The function also contains the necessary reshaping and casting to make the model's outputs compatible with the loss function used to train this model (initialized in a later cell).

In [None]:
def train_model(model, data_loader, optimizer, loss_fn, scheduler, current_fold=None, num_epochs=20, device=device):
    model.train()
    for epoch in range(num_epochs):
        i = 0
        start_time = time.time()
        current_loss = 0.0

        for inputs, labels in data_loader:
            inputs, labels = inputs.to(device), labels.to(device)
            optimizer.zero_grad()
            outputs = model(inputs)
            loss = loss_fn(outputs.view(-1), labels.float())

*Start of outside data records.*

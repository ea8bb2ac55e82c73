//! Gemini `streamGenerateContent` chunks (shape C).

use serde::{Deserialize, Serialize};
use serde_json::Value;

use crate::JsonObject;

#[derive(Debug, Clone, Default, PartialEq, Serialize, Deserialize)]
#[serde(rename_all = "camelCase")]
pub struct GeminiChunk {
    #[serde(default)]
    pub candidates: Vec<GeminiCandidate>,
    #[serde(default, skip_serializing_if = "Option::is_none")]
    pub usage_metadata: Option<JsonObject>,
    #[serde(default, skip_serializing_if = "Option::is_none")]
    pub model_version: Option<String>,
    #[serde(default, skip_serializing_if = "Option::is_none")]
    pub response_id: Option<String>,
}

impl GeminiChunk {
    pub fn first_candidate(&self) -> Option<&GeminiCandidate> {
        self.candidates
            .iter()
            .enumerate()
            .find(|(position, candidate)| candidate.index.unwrap_or(*position as u32) == 0)
            .map(|(_, candidate)| candidate)
    }
}

#[derive(Debug, Clone, Default, PartialEq, Serialize, Deserialize)]
#[serde(rename_all = "camelCase")]
pub struct GeminiCandidate {
    #[serde(default, skip_serializing_if = "Option::is_none")]
    pub index: Option<u32>,
    #[serde(default, skip_serializing_if = "Option::is_none")]
    pub content: Option<GeminiContent>,
    #[serde(default, skip_serializing_if = "Option::is_none")]
    pub finish_reason: Option<String>,
    #[serde(default, skip_serializing_if = "Option::is_none")]
    pub safety_ratings: Option<Vec<Value>>,
}

#[derive(Debug, Clone, Default, PartialEq, Serialize, Deserialize)]
pub struct GeminiContent {
    #[serde(default, skip_serializing_if = "Option::is_none")]
    pub role: Option<String>,
    #[serde(default)]
    pub parts: Vec<GeminiPart>,
}

#[derive(Debug, Clone, Default, PartialEq, Serialize, Deserialize)]
#[serde(rename_all = "camelCase")]
pub struct GeminiPart {
    #[serde(default, skip_serializing_if = "Option::is_none")]
    pub text: Option<String>,
    #[serde(default, skip_serializing_if = "Option::is_none")]
    pub thought: Option<bool>,
    #[serde(default, skip_serializing_if = "Option::is_none")]
    pub function_call: Option<Value>,
    #[serde(flatten)]
    pub extra: JsonObject,
}

impl GeminiPart {
    pub fn is_thought(&self) -> bool {
        self.thought.unwrap_or(false)
    }
}
use std::time::SystemTime;

use serde::{Deserialize, Serialize};

use super::{ChannelId, ChannelStatus};

#[derive(Debug, Clone, PartialEq, Eq, Serialize, Deserialize)]
#[serde(rename_all = "snake_case")]
pub enum TransitionActor {
    /// The relay engine, after classifying an upstream failure.
    System,
    Admin(String),
}

/// Audit record of one channel status change.
#[derive(Debug, Clone, PartialEq, Eq, Serialize, Deserialize)]
pub struct ChannelStatusTransition {
    pub channel_id: ChannelId,
    pub from: ChannelStatus,
    pub to: ChannelStatus,
    pub reason: String,
    pub actor: TransitionActor,
    pub at: SystemTime,
}

impl ChannelStatusTransition {
    pub fn is_noop(&self) -> bool {
        self.from == self.to
    }
}
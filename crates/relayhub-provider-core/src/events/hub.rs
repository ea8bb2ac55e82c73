use std::sync::Arc;

use async_trait::async_trait;
use tokio::sync::{RwLock, broadcast};

use super::types::Event;

#[async_trait]
pub trait EventSink: Send + Sync {
    async fn write(&self, event: &Event);
}

/// Fan-out point for relay events: broadcast subscribers plus sinks.
#[derive(Clone)]
pub struct EventHub {
    inner: Arc<Inner>,
}

struct Inner {
    tx: broadcast::Sender<Event>,
    sinks: RwLock<Vec<Arc<dyn EventSink>>>,
}

impl std::fmt::Debug for EventHub {
    fn fmt(&self, f: &mut std::fmt::Formatter<'_>) -> std::fmt::Result {
        f.debug_struct("EventHub")
            .field("subscribers", &self.inner.tx.receiver_count())
            .finish()
    }
}

impl EventHub {
    pub fn new(buffer: usize) -> Self {
        let (tx, _) = broadcast::channel(buffer.max(1));
        Self {
            inner: Arc::new(Inner {
                tx,
                sinks: RwLock::new(Vec::new()),
            }),
        }
    }

    pub fn subscribe(&self) -> broadcast::Receiver<Event> {
        self.inner.tx.subscribe()
    }

    pub async fn add_sink(&self, sink: Arc<dyn EventSink>) {
        self.inner.sinks.write().await.push(sink);
    }

    /// Sinks run on their own tasks; a slow sink never stalls the caller.
    pub async fn emit(&self, event: Event) {
        let _ = self.inner.tx.send(event.clone());
        let sinks = self.inner.sinks.read().await.clone();
        for sink in sinks {
            let event = event.clone();
            tokio::spawn(async move {
                sink.write(&event).await;
            });
        }
    }
}
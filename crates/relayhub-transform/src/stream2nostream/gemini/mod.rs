use relayhub_protocol::JsonObject;
use relayhub_protocol::gemini::{GeminiCandidate, GeminiChunk};
use serde_json::{Map, Value, json};

use super::{fold_reasoning, merge_usage, set_if_nonempty};

/// Folds `streamGenerateContent` chunks into one `GenerateContentResponse`.
#[derive(Debug, Clone, Default)]
pub struct GeminiStreamToResponseState {
    response_id: Option<String>,
    model_version: Option<String>,
    usage_metadata: Option<JsonObject>,
    role: Option<String>,
    text: String,
    thought: String,
    function_calls: Vec<Value>,
    finish_reason: Option<String>,
    safety_ratings: Option<Vec<Value>>,
}

impl GeminiStreamToResponseState {
    pub fn new() -> Self {
        Self::default()
    }

    pub fn push_chunk(&mut self, chunk: &GeminiChunk) {
        self.merge_metadata(chunk);
        if let Some(candidate) = chunk.first_candidate() {
            self.merge_candidate(candidate);
        }
    }

    pub fn finalize(&self) -> Value {
        let mut parts = Vec::new();
        let text = fold_reasoning(&self.thought, &self.text);
        if !text.is_empty() {
            parts.push(json!({"text": text}));
        }
        parts.extend(
            self.function_calls
                .iter()
                .map(|call| json!({"functionCall": call})),
        );

        let mut candidate = Map::new();
        candidate.insert("index".to_string(), json!(0));
        candidate.insert(
            "content".to_string(),
            json!({
                "role": self.role.as_deref().unwrap_or("model"),
                "parts": parts,
            }),
        );
        if let Some(reason) = &self.finish_reason {
            candidate.insert("finishReason".to_string(), json!(reason));
        }
        if let Some(ratings) = &self.safety_ratings {
            candidate.insert("safetyRatings".to_string(), json!(ratings));
        }

        let mut response = Map::new();
        response.insert(
            "candidates".to_string(),
            Value::Array(vec![Value::Object(candidate)]),
        );
        if let Some(usage) = &self.usage_metadata {
            response.insert("usageMetadata".to_string(), Value::Object(usage.clone()));
        }
        if let Some(model_version) = &self.model_version {
            response.insert("modelVersion".to_string(), json!(model_version));
        }
        if let Some(response_id) = &self.response_id {
            response.insert("responseId".to_string(), json!(response_id));
        }
        Value::Object(response)
    }

    fn merge_metadata(&mut self, chunk: &GeminiChunk) {
        set_if_nonempty(&mut self.response_id, chunk.response_id.as_deref());
        set_if_nonempty(&mut self.model_version, chunk.model_version.as_deref());
        if let Some(usage) = &chunk.usage_metadata {
            merge_usage(&mut self.usage_metadata, usage);
        }
    }

    fn merge_candidate(&mut self, candidate: &GeminiCandidate) {
        if let Some(content) = &candidate.content {
            set_if_nonempty(&mut self.role, content.role.as_deref());
            for part in &content.parts {
                if let Some(call) = &part.function_call {
                    self.function_calls.push(call.clone());
                    continue;
                }
                let Some(text) = &part.text else {
                    continue;
                };
                if part.is_thought() {
                    self.thought.push_str(text);
                } else {
                    self.text.push_str(text);
                }
            }
        }
        set_if_nonempty(&mut self.finish_reason, candidate.finish_reason.as_deref());
        if candidate.safety_ratings.is_some() {
            self.safety_ratings = candidate.safety_ratings.clone();
        }
    }
}
use serde::{Deserialize, Serialize};

#[derive(Debug, thiserror::Error)]
pub enum GlobalConfigError {
    #[error("missing required global config field: {0}")]
    MissingField(&'static str),
    #[error("invalid value for {field}: {value}")]
    InvalidValue { field: &'static str, value: String },
}

/// How the channel router picks among eligible channels.
#[derive(Debug, Clone, Copy, PartialEq, Eq, Serialize, Deserialize)]
#[serde(rename_all = "snake_case")]
pub enum SelectionMode {
    WeightedRandom,
    RoundRobin,
}

impl SelectionMode {
    pub fn parse(value: &str) -> Result<Self, GlobalConfigError> {
        match value.trim().to_ascii_lowercase().as_str() {
            "weighted" | "weighted_random" | "random" => Ok(SelectionMode::WeightedRandom),
            "round_robin" | "rr" => Ok(SelectionMode::RoundRobin),
            _ => Err(GlobalConfigError::InvalidValue {
                field: "selection",
                value: value.to_string(),
            }),
        }
    }
}

/// Final, merged global configuration used by the running process.
///
/// Merge order: CLI > ENV > config file > defaults.
#[derive(Debug, Clone, PartialEq, Eq, Serialize, Deserialize)]
pub struct GlobalConfig {
    pub host: String,
    pub port: u16,
    /// Required on `/admin/*` routes via the `x-admin-key` header.
    pub admin_key: String,
    /// Routing group used when a request does not name one.
    pub default_group: String,
    /// Path of the JSON channel list.
    pub channels_path: String,
    pub selection: SelectionMode,
    /// Fixed seed for the weighted-random policy. `None` seeds from entropy.
    pub selection_seed: Option<u64>,
    /// Capture slots older than this are evicted as leaks.
    pub capture_ttl_secs: u64,
    /// Optional outbound proxy (for upstream egress).
    pub proxy: Option<String>,
    pub connect_timeout_secs: u64,
    pub stream_idle_timeout_secs: u64,
}

/// Optional layer used for merging global config.
#[derive(Debug, Clone, Default, PartialEq, Eq, Serialize, Deserialize)]
#[serde(default)]
pub struct GlobalConfigPatch {
    pub host: Option<String>,
    pub port: Option<u16>,
    pub admin_key: Option<String>,
    pub default_group: Option<String>,
    pub channels_path: Option<String>,
    pub selection: Option<SelectionMode>,
    pub selection_seed: Option<u64>,
    pub capture_ttl_secs: Option<u64>,
    pub proxy: Option<String>,
    pub connect_timeout_secs: Option<u64>,
    pub stream_idle_timeout_secs: Option<u64>,
}

impl GlobalConfigPatch {
    /// Fields set in `other` win over fields set in `self`.
    pub fn overlay(&mut self, other: GlobalConfigPatch) {
        if other.host.is_some() {
            self.host = other.host;
        }
        if other.port.is_some() {
            self.port = other.port;
        }
        if other.admin_key.is_some() {
            self.admin_key = other.admin_key;
        }
        if other.default_group.is_some() {
            self.default_group = other.default_group;
        }
        if other.channels_path.is_some() {
            self.channels_path = other.channels_path;
        }
        if other.selection.is_some() {
            self.selection = other.selection;
        }
        if other.selection_seed.is_some() {
            self.selection_seed = other.selection_seed;
        }
        if other.capture_ttl_secs.is_some() {
            self.capture_ttl_secs = other.capture_ttl_secs;
        }
        if other.proxy.is_some() {
            self.proxy = other.proxy;
        }
        if other.connect_timeout_secs.is_some() {
            self.connect_timeout_secs = other.connect_timeout_secs;
        }
        if other.stream_idle_timeout_secs.is_some() {
            self.stream_idle_timeout_secs = other.stream_idle_timeout_secs;
        }
    }

    pub fn into_config(self) -> Result<GlobalConfig, GlobalConfigError> {
        let admin_key = self
            .admin_key
            .filter(|key| !key.trim().is_empty())
            .ok_or(GlobalConfigError::MissingField("admin_key"))?;
        let capture_ttl_secs = self.capture_ttl_secs.unwrap_or(600);
        if capture_ttl_secs == 0 {
            return Err(GlobalConfigError::InvalidValue {
                field: "capture_ttl_secs",
                value: "0".to_string(),
            });
        }
        Ok(GlobalConfig {
            host: self.host.unwrap_or_else(|| "0.0.0.0".to_string()),
            port: self.port.unwrap_or(8788),
            admin_key,
            default_group: self.default_group.unwrap_or_else(|| "default".to_string()),
            channels_path: self
                .channels_path
                .unwrap_or_else(|| "channels.json".to_string()),
            selection: self.selection.unwrap_or(SelectionMode::WeightedRandom),
            selection_seed: self.selection_seed,
            capture_ttl_secs,
            proxy: self.proxy.filter(|proxy| !proxy.trim().is_empty()),
            connect_timeout_secs: self.connect_timeout_secs.unwrap_or(5),
            stream_idle_timeout_secs: self.stream_idle_timeout_secs.unwrap_or(300),
        })
    }
}

impl From<GlobalConfig> for GlobalConfigPatch {
    fn from(value: GlobalConfig) -> Self {
        Self {
            host: Some(value.host),
            port: Some(value.port),
            admin_key: Some(value.admin_key),
            default_group: Some(value.default_group),
            channels_path: Some(value.channels_path),
            selection: Some(value.selection),
            selection_seed: value.selection_seed,
            capture_ttl_secs: Some(value.capture_ttl_secs),
            proxy: value.proxy,
            connect_timeout_secs: Some(value.connect_timeout_secs),
            stream_idle_timeout_secs: Some(value.stream_idle_timeout_secs),
        }
    }
}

            loss.backward()
            optimizer.step()
            scheduler.step()

            current_loss += loss.item()
            if i % 10 == 9 or i == len(data_loader) - 1:
                end_time = time.time()
                if current_fold is not None:
                    print(f"[Fold: {current_fold + 1}, Epoch: {epoch + 1}/{num_epochs}, Batch: {i + 1}/{len(data_loader)}] Loss: {current_loss:0.5f}, Time Elapsed: {end_time - start_time:0.5f}s")
                else:
                    print(f"[Epoch: {epoch + 1}/{num_epochs}, Batch: {i + 1}/{len(data_loader)}] Loss: {current_loss:0.5f}, Time Elapsed: {end_time - start_time:0.5f}s")
                current_loss = 0.0
                start_time = end_time
            i += 1


    print("Training Complete!")

### Define Evaluation Function
Define the function utilized for evaluating the model against a certain threshold. Returns a 4-element tuple containing the classification model's accuracy, precision, recall, and F1 score (in that order).

In [None]:
def evaluate_model(model, data_loader, threshold, device=device):
    total = 0
    correct = 0
    total_positive = 0
    predicted_positive = 0
    predicted_positive_correct = 0
    with torch.no_grad():
        model.eval()
        for images, labels in data_loader:
            images, labels = images.to(device), labels.to(device)
            outputs = model(images)
            predicted = torch.sigmoid(outputs.data)
            predicted = (predicted > threshold).long()
            total += labels.size(0)
            correct += (predicted == labels).sum().item()
            total_positive += (labels == 1).sum().item()
            predicted_positive += (predicted == 1).sum().item()
            predicted_positive_correct += (predicted == labels and predicted == 1).sum().item()

    accuracy = correct/total
    precision = predicted_positive_correct/predicted_positive
    recall = predicted_positive_correct/total_positive
    f1_score = 2 * precision * recall/(precision + recall)
    return (accuracy, precision, recall, f1_score)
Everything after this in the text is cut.